The heavy lifting myth, debunked
If you've been avoiding the gym because you think you need to lift heavy weights to build muscle, new research in The Journal of Physiology has liberating news. When researchers had participants perform resistance training with either heavy loads (70-80% of their one-rep max) or light loads (30-40% of their one-rep max) for 10 weeks, they found identical muscle growth in both groups, provided that both groups trained to failure. The study tracked multiple measures of hypertrophy, from whole-body lean mass to individual muscle fiber size, and consistently found no advantage to lifting heavier weights. Even more interesting, the hypertrophic response was relatively conserved within individuals regardless of which load they used, suggesting your inherent biology matters more than the specific weight on the bar. This debunks the persistent myth that you must lift heavy to gain significant muscle. The keys are: lift loads you can tolerate, train close to failure, accumulate volume over time, progress consistently, and stop obsessing over finding the "optimal load." For many people, lighter weights mean lower injury risk and better exercise adherence, which ultimately matters more than any theoretical advantage of heavier loading.

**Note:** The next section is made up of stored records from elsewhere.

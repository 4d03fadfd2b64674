//! Time bucketing for chart series.
//!
//! Every function here takes the reference "now" explicitly and reads the
//! viewer's time zone from it, so the same inputs always produce the same
//! buckets. "Today" is always the local calendar day of `now`.

use chrono::{DateTime, Days, NaiveDate, TimeZone, Timelike};
use serde::Serialize;

use crate::types::SmokeLog;

/// Window used by the dashboard trend.
pub const WEEK_DAYS: u32 = 7;

/// Number of logs on one local calendar day.
#[derive(Debug, Clone, Copy, PartialEq, Eq, Serialize)]
pub struct DailyBucket {
    /// Local calendar date
    pub day: NaiveDate,
    pub count: u32,
}

/// Consecutive daily buckets, oldest first.
#[derive(Debug, Clone, Default, PartialEq, Eq, Serialize)]
pub struct DailySeries {
    pub buckets: Vec<DailyBucket>,
}

impl DailySeries {
    /// Number of logs across all buckets.
    pub fn total(&self) -> u32 {
        self.buckets.iter().map(|b| b.count).sum()
    }

    /// Mean logs per bucket (0 for an empty series).
    pub fn average(&self) -> f64 {
        if self.buckets.is_empty() {
            0.0
        } else {
            self.total() as f64 / self.buckets.len() as f64
        }
    }

    /// Highest single-day count.
    pub fn max_count(&self) -> u32 {
        self.buckets.iter().map(|b| b.count).max().unwrap_or(0)
    }

    /// Lowest single-day count.
    pub fn min_count(&self) -> u32 {
        self.buckets.iter().map(|b| b.count).min().unwrap_or(0)
    }

    /// Bucket for the most recent day.
    pub fn today(&self) -> Option<&DailyBucket> {
        self.buckets.last()
    }

    pub fn len(&self) -> usize {
        self.buckets.len()
    }

    pub fn is_empty(&self) -> bool {
        self.buckets.is_empty()
    }
}

/// Local calendar date of a log, or `None` if its timestamp is malformed.
fn local_date<Tz: TimeZone>(log: &SmokeLog, tz: &Tz) -> Option<NaiveDate> {
    log.occurred_at()
        .map(|ts| ts.with_timezone(tz).date_naive())
}

/// Build the series covering `first..=last` from pre-computed local dates.
fn fill_series(first: NaiveDate, last: NaiveDate, dates: &[NaiveDate]) -> DailySeries {
    let span = (last - first).num_days();
    if span < 0 {
        return DailySeries::default();
    }

    let mut buckets: Vec<DailyBucket> = (0..=span as u64)
        .filter_map(|offset| first.checked_add_days(Days::new(offset)))
        .map(|day| DailyBucket { day, count: 0 })
        .collect();

    for date in dates {
        let offset = (*date - first).num_days();
        if offset < 0 {
            continue;
        }
        if let Some(bucket) = buckets.get_mut(offset as usize) {
            bucket.count += 1;
        }
    }

    DailySeries { buckets }
}

/// Collect valid local dates, logging how many logs were skipped.
fn valid_local_dates<Tz: TimeZone>(events: &[SmokeLog], tz: &Tz) -> Vec<NaiveDate> {
    let dates: Vec<NaiveDate> = events.iter().filter_map(|log| local_date(log, tz)).collect();
    let skipped = events.len() - dates.len();
    if skipped > 0 {
        tracing::warn!(skipped, "Ignoring logs with malformed timestamps");
    }
    dates
}

/// Count logs per local calendar day over the `window_days` days ending today.
///
/// Returns exactly `window_days` buckets, oldest first. Logs outside the
/// window or with malformed timestamps are ignored.
pub fn daily_series<Tz: TimeZone>(
    events: &[SmokeLog],
    window_days: u32,
    now: &DateTime<Tz>,
) -> DailySeries {
    if window_days == 0 {
        return DailySeries::default();
    }

    let tz = now.timezone();
    let today = now.date_naive();
    let Some(first) = today.checked_sub_days(Days::new(u64::from(window_days - 1))) else {
        return DailySeries::default();
    };

    fill_series(first, today, &valid_local_dates(events, &tz))
}

/// Count logs per day from the oldest valid log through today.
pub fn all_time_series<Tz: TimeZone>(events: &[SmokeLog], now: &DateTime<Tz>) -> DailySeries {
    let tz = now.timezone();
    let today = now.date_naive();
    let dates = valid_local_dates(events, &tz);
    let first = dates.iter().min().copied().unwrap_or(today).min(today);

    fill_series(first, today, &dates)
}

/// Log counts by local hour of day (0-23), across all dates.
#[derive(Debug, Clone, Copy, PartialEq, Eq, Serialize)]
pub struct HourlyHistogram {
    pub counts: [u32; 24],
}

impl Default for HourlyHistogram {
    fn default() -> Self {
        Self { counts: [0; 24] }
    }
}

impl HourlyHistogram {
    /// Hour with the most logs; ties go to the earliest hour.
    pub fn peak_hour(&self) -> u8 {
        let mut peak = 0usize;
        for (hour, &count) in self.counts.iter().enumerate() {
            if count > self.counts[peak] {
                peak = hour;
            }
        }
        peak as u8
    }

    pub fn total(&self) -> u32 {
        self.counts.iter().sum()
    }

    /// Largest hourly count, at least 1 so it can be used as a divisor.
    pub fn scale_max(&self) -> u32 {
        self.counts.iter().copied().max().unwrap_or(0).max(1)
    }
}

/// Count logs by local hour of day.
pub fn hourly_histogram<Tz: TimeZone>(events: &[SmokeLog], tz: &Tz) -> HourlyHistogram {
    let mut histogram = HourlyHistogram::default();
    for ts in events.iter().filter_map(SmokeLog::occurred_at) {
        let hour = ts.with_timezone(tz).hour() as usize;
        histogram.counts[hour] += 1;
    }
    histogram
}

/// Today's count compared with the weekly average.
#[derive(Debug, Clone, Copy, PartialEq, Serialize)]
#[serde(tag = "direction", rename_all = "snake_case")]
pub enum TrendDirection {
    Above { pct: f64 },
    Below { pct: f64 },
    AtAverage,
}

impl TrendDirection {
    /// Compare `today` with `average`.
    pub fn compare(today: u32, average: f64) -> Self {
        let today = today as f64;
        if average <= 0.0 || (today - average).abs() < f64::EPSILON {
            TrendDirection::AtAverage
        } else if today > average {
            TrendDirection::Above {
                pct: (today - average) / average * 100.0,
            }
        } else {
            TrendDirection::Below {
                pct: (average - today) / average * 100.0,
            }
        }
    }

    /// Format for display (e.g., "↑ 40% above average").
    pub fn display(&self) -> String {
        match self {
            TrendDirection::Above { pct } => format!("↑ {:.0}% above average", pct),
            TrendDirection::Below { pct } => format!("↓ {:.0}% below average", pct),
            TrendDirection::AtAverage => "At your weekly average".to_string(),
        }
    }
}

/// Seven-day trend for the dashboard.
#[derive(Debug, Clone, PartialEq, Serialize)]
pub struct WeeklyTrend {
    pub series: DailySeries,
    pub average: f64,
    pub today: u32,
    pub direction: TrendDirection,
}

/// Build the seven-day trend ending today.
pub fn weekly_trend<Tz: TimeZone>(events: &[SmokeLog], now: &DateTime<Tz>) -> WeeklyTrend {
    let series = daily_series(events, WEEK_DAYS, now);
    let average = series.average();
    let today = series.today().map_or(0, |b| b.count);

    WeeklyTrend {
        direction: TrendDirection::compare(today, average),
        series,
        average,
        today,
    }
}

Pick weights that allow you to train hard, safely, and consistently.
Intermittent fasting doesn't work without eating less
If you've been practicing intermittent fasting primarily for the metabolic benefits, a new study might change how you think about why it works. The ChronoFast trial, published in Science Translational Medicine, investigated whether an eight-hour eating window could enhance insulin sensitivity and cardiovascular health while maintaining the same calorie intake. Researchers followed 31 women with overweight or obesity through two different eating schedules (early window from 8 a.m. to 4 p.m. and late window from 1 p.m. to 9 p.m.), carefully controlling for identical calorie and nutrient intake. The result? No measurable improvements in insulin sensitivity, blood sugar, blood fats, or inflammatory markers. The only change observed was a shift in circadian rhythms, with participants' internal clocks moving by about 40 minutes based on meal timing. This aligns with what I've always believed about intermittent fasting: it's effective because it spontaneously reduces calorie intake, not because food intake is compressed into a shorter window. The good news is that most people will naturally eat less when they practice intermittent fasting, which is where the real benefits come from. To be confident it's working, track your calorie intake for a few days and ensure it's actually lower than it would be without the fasting window.